ACTIVITY | Your response must be made up of each line in the data below that contains the string "attempts".
▬▬▬
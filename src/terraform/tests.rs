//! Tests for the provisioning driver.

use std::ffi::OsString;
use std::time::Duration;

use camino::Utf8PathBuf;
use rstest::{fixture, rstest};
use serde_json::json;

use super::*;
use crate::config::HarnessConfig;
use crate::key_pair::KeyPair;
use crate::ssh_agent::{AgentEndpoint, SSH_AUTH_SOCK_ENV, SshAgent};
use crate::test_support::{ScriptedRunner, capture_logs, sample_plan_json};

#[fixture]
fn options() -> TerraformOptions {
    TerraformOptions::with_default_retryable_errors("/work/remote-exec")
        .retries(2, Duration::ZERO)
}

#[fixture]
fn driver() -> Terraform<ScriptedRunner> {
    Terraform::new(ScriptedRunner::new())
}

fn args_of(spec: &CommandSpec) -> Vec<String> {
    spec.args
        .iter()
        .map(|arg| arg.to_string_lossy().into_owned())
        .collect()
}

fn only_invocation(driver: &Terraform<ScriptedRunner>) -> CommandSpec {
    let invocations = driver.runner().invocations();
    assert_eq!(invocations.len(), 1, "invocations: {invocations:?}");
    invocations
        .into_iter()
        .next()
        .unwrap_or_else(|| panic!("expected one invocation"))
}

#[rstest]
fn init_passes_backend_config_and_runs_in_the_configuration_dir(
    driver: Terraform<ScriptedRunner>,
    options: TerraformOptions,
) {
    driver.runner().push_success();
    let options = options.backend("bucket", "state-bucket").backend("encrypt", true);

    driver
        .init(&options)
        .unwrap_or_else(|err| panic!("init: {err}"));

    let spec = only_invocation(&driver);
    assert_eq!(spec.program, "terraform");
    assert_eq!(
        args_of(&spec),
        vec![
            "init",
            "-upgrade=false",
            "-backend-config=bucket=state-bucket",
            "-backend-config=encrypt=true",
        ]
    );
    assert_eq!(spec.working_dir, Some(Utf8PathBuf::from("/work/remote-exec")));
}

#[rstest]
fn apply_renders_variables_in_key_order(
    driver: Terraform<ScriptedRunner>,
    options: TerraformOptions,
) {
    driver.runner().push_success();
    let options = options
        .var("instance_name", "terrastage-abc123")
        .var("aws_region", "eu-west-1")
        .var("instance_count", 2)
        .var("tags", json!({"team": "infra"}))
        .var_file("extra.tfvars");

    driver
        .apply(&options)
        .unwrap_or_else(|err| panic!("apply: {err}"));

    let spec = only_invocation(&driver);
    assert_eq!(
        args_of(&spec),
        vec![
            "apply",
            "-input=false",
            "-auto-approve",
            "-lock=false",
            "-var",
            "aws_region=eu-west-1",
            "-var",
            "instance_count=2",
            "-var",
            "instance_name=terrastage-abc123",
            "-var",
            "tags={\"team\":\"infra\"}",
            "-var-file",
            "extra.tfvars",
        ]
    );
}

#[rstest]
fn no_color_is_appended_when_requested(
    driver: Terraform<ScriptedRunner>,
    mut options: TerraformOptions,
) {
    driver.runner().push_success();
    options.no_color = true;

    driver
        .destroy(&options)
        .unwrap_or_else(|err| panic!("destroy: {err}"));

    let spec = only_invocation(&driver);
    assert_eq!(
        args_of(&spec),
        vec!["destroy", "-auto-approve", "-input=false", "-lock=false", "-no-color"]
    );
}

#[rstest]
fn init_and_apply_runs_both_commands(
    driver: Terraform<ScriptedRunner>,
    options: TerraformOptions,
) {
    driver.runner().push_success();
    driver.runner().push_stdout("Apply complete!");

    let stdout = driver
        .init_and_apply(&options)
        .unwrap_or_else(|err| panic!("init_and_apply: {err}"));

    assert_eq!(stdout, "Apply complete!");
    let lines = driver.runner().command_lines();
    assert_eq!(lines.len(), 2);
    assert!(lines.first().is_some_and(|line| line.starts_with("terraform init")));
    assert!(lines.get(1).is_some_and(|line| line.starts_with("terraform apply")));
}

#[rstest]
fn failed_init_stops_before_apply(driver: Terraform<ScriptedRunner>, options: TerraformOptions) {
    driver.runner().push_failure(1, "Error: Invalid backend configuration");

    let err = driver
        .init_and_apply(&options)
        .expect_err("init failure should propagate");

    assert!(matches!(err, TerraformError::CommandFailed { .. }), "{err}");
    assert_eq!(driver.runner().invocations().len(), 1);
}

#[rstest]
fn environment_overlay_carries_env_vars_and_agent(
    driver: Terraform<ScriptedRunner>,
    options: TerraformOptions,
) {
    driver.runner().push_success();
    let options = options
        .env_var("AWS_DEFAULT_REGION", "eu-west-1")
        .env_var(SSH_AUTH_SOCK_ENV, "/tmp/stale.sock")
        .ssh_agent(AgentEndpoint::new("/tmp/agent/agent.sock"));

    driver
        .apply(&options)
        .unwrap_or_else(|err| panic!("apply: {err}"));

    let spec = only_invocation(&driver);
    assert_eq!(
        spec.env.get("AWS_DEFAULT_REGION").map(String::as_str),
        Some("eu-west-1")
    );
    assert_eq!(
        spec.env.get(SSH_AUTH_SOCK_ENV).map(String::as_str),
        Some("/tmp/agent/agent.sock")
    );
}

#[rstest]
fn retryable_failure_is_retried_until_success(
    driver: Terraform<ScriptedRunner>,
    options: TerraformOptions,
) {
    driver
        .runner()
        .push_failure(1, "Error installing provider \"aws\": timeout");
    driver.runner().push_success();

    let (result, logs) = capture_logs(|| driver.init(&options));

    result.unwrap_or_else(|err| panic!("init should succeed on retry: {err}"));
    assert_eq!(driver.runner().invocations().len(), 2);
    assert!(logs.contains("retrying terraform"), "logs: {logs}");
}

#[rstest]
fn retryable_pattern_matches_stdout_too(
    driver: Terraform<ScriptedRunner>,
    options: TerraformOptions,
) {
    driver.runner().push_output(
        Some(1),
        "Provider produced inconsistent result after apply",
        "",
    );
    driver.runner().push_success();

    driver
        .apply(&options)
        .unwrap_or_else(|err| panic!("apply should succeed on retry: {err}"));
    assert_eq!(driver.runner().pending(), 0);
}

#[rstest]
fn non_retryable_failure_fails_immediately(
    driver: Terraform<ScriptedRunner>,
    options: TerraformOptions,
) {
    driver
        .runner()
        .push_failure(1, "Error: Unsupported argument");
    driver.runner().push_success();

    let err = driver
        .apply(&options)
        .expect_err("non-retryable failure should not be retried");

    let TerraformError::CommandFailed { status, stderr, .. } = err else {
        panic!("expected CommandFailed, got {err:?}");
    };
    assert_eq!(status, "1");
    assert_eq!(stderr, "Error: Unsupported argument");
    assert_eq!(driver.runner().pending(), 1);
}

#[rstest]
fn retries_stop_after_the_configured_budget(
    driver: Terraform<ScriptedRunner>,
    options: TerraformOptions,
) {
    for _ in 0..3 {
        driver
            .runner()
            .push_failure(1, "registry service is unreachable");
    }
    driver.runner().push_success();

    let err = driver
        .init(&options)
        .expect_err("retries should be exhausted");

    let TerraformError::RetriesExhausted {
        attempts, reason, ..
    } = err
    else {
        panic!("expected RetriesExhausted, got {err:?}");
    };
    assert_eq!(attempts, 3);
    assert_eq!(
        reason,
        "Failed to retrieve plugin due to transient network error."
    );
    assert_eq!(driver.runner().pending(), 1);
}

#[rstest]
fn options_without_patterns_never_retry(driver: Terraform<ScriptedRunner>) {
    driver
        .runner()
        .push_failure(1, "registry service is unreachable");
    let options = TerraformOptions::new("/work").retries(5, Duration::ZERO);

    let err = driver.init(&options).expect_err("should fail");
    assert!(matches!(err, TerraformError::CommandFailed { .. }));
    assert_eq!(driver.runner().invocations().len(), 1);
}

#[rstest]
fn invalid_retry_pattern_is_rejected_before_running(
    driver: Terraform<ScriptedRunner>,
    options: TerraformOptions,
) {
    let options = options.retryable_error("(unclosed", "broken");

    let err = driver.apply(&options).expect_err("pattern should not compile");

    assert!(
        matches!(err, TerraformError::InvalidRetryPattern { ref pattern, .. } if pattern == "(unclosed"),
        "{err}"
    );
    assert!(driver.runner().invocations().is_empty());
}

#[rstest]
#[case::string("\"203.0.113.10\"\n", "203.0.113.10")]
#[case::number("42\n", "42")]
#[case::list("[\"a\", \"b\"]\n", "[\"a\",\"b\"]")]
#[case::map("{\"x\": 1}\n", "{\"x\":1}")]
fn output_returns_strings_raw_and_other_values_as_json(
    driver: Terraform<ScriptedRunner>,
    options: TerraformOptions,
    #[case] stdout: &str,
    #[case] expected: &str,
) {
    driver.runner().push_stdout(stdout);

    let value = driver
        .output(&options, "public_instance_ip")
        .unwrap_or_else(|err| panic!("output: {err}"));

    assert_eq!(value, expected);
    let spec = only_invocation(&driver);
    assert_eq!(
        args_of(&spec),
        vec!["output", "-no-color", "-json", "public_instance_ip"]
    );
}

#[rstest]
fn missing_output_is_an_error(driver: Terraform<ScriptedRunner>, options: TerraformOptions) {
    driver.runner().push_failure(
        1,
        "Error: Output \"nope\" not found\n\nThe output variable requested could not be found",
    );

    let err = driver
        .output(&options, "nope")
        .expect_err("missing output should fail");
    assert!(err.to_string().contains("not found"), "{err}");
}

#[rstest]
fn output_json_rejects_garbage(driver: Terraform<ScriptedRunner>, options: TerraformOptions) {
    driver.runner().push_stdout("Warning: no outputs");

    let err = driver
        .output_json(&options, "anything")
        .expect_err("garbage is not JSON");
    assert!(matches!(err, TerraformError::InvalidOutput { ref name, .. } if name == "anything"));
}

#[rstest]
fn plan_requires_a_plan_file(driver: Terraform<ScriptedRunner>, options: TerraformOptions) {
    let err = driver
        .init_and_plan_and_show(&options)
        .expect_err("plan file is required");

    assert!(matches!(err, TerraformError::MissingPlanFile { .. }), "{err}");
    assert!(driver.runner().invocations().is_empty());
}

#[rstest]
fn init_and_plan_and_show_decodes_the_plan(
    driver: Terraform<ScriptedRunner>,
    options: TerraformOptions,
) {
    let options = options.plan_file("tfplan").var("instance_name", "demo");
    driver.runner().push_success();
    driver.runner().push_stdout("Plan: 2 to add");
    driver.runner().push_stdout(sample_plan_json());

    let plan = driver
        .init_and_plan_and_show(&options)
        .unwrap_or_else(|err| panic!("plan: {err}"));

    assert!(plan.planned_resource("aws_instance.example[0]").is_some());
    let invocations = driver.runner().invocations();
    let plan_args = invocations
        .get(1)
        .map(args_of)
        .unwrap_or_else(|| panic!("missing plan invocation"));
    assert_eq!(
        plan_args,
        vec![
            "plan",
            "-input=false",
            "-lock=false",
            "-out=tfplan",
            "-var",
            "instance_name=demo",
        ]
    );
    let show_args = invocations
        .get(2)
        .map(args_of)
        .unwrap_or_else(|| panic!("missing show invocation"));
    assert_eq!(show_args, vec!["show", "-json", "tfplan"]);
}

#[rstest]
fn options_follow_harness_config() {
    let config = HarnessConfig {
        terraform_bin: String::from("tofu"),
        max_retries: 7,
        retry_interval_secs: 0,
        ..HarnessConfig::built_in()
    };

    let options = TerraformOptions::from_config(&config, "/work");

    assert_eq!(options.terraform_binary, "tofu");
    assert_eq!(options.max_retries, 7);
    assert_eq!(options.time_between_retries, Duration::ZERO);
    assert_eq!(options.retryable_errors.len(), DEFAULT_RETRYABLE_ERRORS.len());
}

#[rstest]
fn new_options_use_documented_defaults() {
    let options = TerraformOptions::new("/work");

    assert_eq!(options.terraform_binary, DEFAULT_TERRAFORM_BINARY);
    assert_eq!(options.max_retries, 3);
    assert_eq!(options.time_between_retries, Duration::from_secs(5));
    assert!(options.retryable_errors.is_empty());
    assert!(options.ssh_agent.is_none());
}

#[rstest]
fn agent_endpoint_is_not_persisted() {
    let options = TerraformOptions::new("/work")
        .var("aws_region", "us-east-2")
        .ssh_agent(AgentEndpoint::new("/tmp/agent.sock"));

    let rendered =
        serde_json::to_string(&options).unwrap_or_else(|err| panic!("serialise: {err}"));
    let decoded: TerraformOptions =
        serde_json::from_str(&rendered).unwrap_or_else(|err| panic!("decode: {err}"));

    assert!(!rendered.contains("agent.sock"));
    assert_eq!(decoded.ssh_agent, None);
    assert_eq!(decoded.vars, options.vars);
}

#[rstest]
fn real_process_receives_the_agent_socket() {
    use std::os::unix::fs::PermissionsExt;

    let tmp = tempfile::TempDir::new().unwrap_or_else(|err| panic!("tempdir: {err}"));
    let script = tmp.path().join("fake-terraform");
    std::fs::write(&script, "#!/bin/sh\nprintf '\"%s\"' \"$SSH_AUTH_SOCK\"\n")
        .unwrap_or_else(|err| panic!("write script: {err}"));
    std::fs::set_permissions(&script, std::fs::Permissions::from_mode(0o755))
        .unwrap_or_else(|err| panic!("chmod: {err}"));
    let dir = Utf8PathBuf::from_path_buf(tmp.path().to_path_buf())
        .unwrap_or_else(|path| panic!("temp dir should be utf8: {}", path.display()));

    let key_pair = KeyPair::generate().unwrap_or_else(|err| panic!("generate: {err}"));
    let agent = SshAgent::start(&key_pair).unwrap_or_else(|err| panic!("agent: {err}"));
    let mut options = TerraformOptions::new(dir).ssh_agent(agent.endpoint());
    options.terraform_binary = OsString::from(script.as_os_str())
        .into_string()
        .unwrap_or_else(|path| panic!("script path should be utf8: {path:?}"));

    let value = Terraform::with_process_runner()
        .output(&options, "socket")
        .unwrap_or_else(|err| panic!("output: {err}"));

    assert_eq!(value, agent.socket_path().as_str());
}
▬▬▬
TASK RESPONSE |
        attempts, reason, ..
    assert_eq!(attempts, 3);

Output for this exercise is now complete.